If the exchange offers and certain related transactions are completed, shareholders of ABB AB and ABB AG would each hold 50 percent of the share capital of New ABB, respectively, and New ABB would, in turn, hold 100 percent of the ABB Group.

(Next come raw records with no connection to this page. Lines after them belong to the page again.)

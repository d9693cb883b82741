use crate::{Journal, JournalEntry};
use async_trait::async_trait;
use bizflow_core::{BizflowError, BizflowResult};
use chrono::Utc;
use std::collections::HashMap;
use std::path::{Path, PathBuf};
use std::sync::Arc;
use tokio::io::AsyncWriteExt;
use tokio::sync::Mutex;
use tracing::{debug, warn};
use uuid::Uuid;

const SUFFIX: &str = ".journal.jsonl";

/// Next sequence number of one workflow. `None` until the file was read.
type SeqSlot = Arc<Mutex<Option<u64>>>;

/// JSON-lines journal, one file per workflow.
///
/// Appends to the same workflow are serialized through that workflow's
/// lock so sequence numbers match line order. Different workflows never
/// wait on each other.
pub struct FileJournal {
    dir: PathBuf,
    slots: Mutex<HashMap<Uuid, SeqSlot>>,
}

/// Parsed contents of a journal file.
struct Loaded {
    entries: Vec<JournalEntry>,
    /// Byte length of the intact prefix when the last line is incomplete.
    torn_at: Option<u64>,
}

impl FileJournal {
    pub async fn new(dir: PathBuf) -> BizflowResult<Self> {
        tokio::fs::create_dir_all(&dir).await?;
        Ok(Self {
            dir,
            slots: Mutex::new(HashMap::new()),
        })
    }

    fn journal_path(&self, workflow_id: Uuid) -> PathBuf {
        self.dir.join(format!("{workflow_id}{SUFFIX}"))
    }

    async fn slot(&self, workflow_id: Uuid) -> SeqSlot {
        self.slots
            .lock()
            .await
            .entry(workflow_id)
            .or_default()
            .clone()
    }

    async fn load(path: &Path) -> BizflowResult<Loaded> {
        if !tokio::fs::try_exists(path).await? {
            return Ok(Loaded {
                entries: Vec::new(),
                torn_at: None,
            });
        }
        let data = tokio::fs::read_to_string(path).await?;
        let (complete, tail) = match data.rfind('\n') {
            Some(end) => data.split_at(end + 1),
            None => ("", data.as_str()),
        };

        let mut entries = Vec::new();
        for line in complete.lines().filter(|l| !l.trim().is_empty()) {
            let entry: JournalEntry = serde_json::from_str(line).map_err(|e| {
                BizflowError::Journal(format!("corrupt journal {}: {e}", path.display()))
            })?;
            entries.push(entry);
        }

        // A write interrupted mid-line leaves a tail without a newline.
        let mut torn_at = None;
        if !tail.trim().is_empty() {
            match serde_json::from_str::<JournalEntry>(tail) {
                Ok(entry) => entries.push(entry),
                Err(e) => {
                    warn!(path = %path.display(), error = %e, "ignoring incomplete journal line");
                    torn_at = Some(complete.len() as u64);
                }
            }
        }

        entries.sort_by_key(|e| e.seq);
        Ok(Loaded { entries, torn_at })
    }

    /// Read the file for the first append and cut off an incomplete last line.
    async fn recover_seq(path: &Path) -> BizflowResult<u64> {
        let loaded = Self::load(path).await?;
        if let Some(len) = loaded.torn_at {
            let file = tokio::fs::OpenOptions::new().write(true).open(path).await?;
            file.set_len(len).await?;
            warn!(path = %path.display(), len, "truncated incomplete journal line");
        }
        Ok(loaded.entries.last().map_or(0, |e| e.seq + 1))
    }

    async fn write_line(path: &Path, entry: &JournalEntry) -> BizflowResult<()> {
        let mut file = tokio::fs::OpenOptions::new()
            .create(true)
            .append(true)
            .open(path)
            .await?;
        let mut line = serde_json::to_string(entry)?;
        line.push('\n');
        file.write_all(line.as_bytes()).await?;
        file.flush().await?;
        Ok(())
    }
}

#[async_trait]
impl Journal for FileJournal {
    async fn append(
        &self,
        workflow_id: Uuid,
        kind: &str,
        payload: serde_json::Value,
    ) -> BizflowResult<JournalEntry> {
        let slot = self.slot(workflow_id).await;
        let mut next_seq = slot.lock().await;
        let path = self.journal_path(workflow_id);
        let seq = match *next_seq {
            Some(seq) => seq,
            // First append since startup: continue after what is on disk.
            None => Self::recover_seq(&path).await?,
        };

        let entry = JournalEntry {
            id: Uuid::new_v4(),
            workflow_id,
            seq,
            timestamp: Utc::now(),
            kind: kind.to_string(),
            payload,
        };

        if let Err(e) = Self::write_line(&path, &entry).await {
            // The file may now end mid-line; re-read it on the next append.
            *next_seq = None;
            return Err(e);
        }

        *next_seq = Some(seq + 1);
        debug!(workflow_id = %workflow_id, seq, kind, "journal append");
        Ok(entry)
    }

    async fn read(&self, workflow_id: Uuid) -> BizflowResult<Vec<JournalEntry>> {
        Ok(Self::load(&self.journal_path(workflow_id)).await?.entries)
    }

    async fn workflows(&self) -> BizflowResult<Vec<Uuid>> {
        let mut entries = tokio::fs::read_dir(&self.dir).await?;
        let mut ids = Vec::new();
        while let Some(entry) = entries.next_entry().await? {
            if let Some(name) = entry.file_name().to_str() {
                if let Some(stem) = name.strip_suffix(SUFFIX) {
                    if let Ok(id) = Uuid::parse_str(stem) {
                        ids.push(id);
                    }
                }
            }
        }
        ids.sort();
        Ok(ids)
    }
}
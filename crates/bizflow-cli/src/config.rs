use bizflow_agent::ModelConfig;
use bizflow_orchestrator::WorkflowConfig;
use serde::Deserialize;
use std::path::{Path, PathBuf};
use tracing::info;

/// Contents of `bizflow.toml`.
#[derive(Debug, Deserialize)]
pub struct BizflowConfig {
    #[serde(default = "default_data_dir")]
    pub data_dir: PathBuf,
    #[serde(default)]
    pub server: ServerConfig,
    #[serde(default)]
    pub workflow: WorkflowConfig,
    /// Without a model the planner always falls back and agents run offline.
    #[serde(default)]
    pub model: Option<ModelConfig>,
}

#[derive(Debug, Deserialize)]
pub struct ServerConfig {
    #[serde(default = "default_host")]
    pub host: String,
    #[serde(default = "default_port")]
    pub port: u16,
}

impl Default for ServerConfig {
    fn default() -> Self {
        Self {
            host: default_host(),
            port: default_port(),
        }
    }
}

impl Default for BizflowConfig {
    fn default() -> Self {
        Self {
            data_dir: default_data_dir(),
            server: ServerConfig::default(),
            workflow: WorkflowConfig::default(),
            model: None,
        }
    }
}

fn default_data_dir() -> PathBuf {
    PathBuf::from("./data")
}
fn default_host() -> String {
    "0.0.0.0".to_string()
}
fn default_port() -> u16 {
    3000
}

impl BizflowConfig {
    /// Parse a config file. A missing file yields the defaults.
    pub async fn load(path: &Path) -> anyhow::Result<Self> {
        if !tokio::fs::try_exists(path).await.unwrap_or(false) {
            info!(path = %path.display(), "Config file not found, using defaults");
            return Ok(Self::default());
        }
        let config_str = tokio::fs::read_to_string(path).await.map_err(|e| {
            anyhow::anyhow!("Failed to read config file '{}': {}", path.display(), e)
        })?;
        Self::parse(&config_str)
    }

    pub fn parse(config_str: &str) -> anyhow::Result<Self> {
        let config: BizflowConfig = toml::from_str(config_str)?;
        config.workflow.validate()?;
        Ok(config)
    }

    /// Fill an empty model API key from the environment value.
    pub fn apply_api_key(&mut self, key: Option<String>) {
        if let (Some(model), Some(key)) = (self.model.as_mut(), key) {
            if model.api_key.is_empty() {
                model.api_key = key;
            }
        }
    }

    pub fn journal_dir(&self) -> PathBuf {
        self.data_dir.join("journal")
    }
}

Currently, ABB AB and ABB AG have four separate classes of shares outstanding.
The proposed modification of ABB’s capital structure and the exchange offers made in connection therewith are intended to simplify ABB’s share capital by creating one class of publicly held ABB shares in place of four separate classes of ABB AB and ABB AG shares.
Due to restrictions imposed by the U.S. securities law, the exchange offers will not be extended to U.S shareholders of ABB AB and ABB AG, including holders of the American Depositary Receipts of ABB AB and ABB AG, except as may, in certain limited cases, be done pursuant to an exemption from the registration requirements under the U.S. Securities Act of 1933.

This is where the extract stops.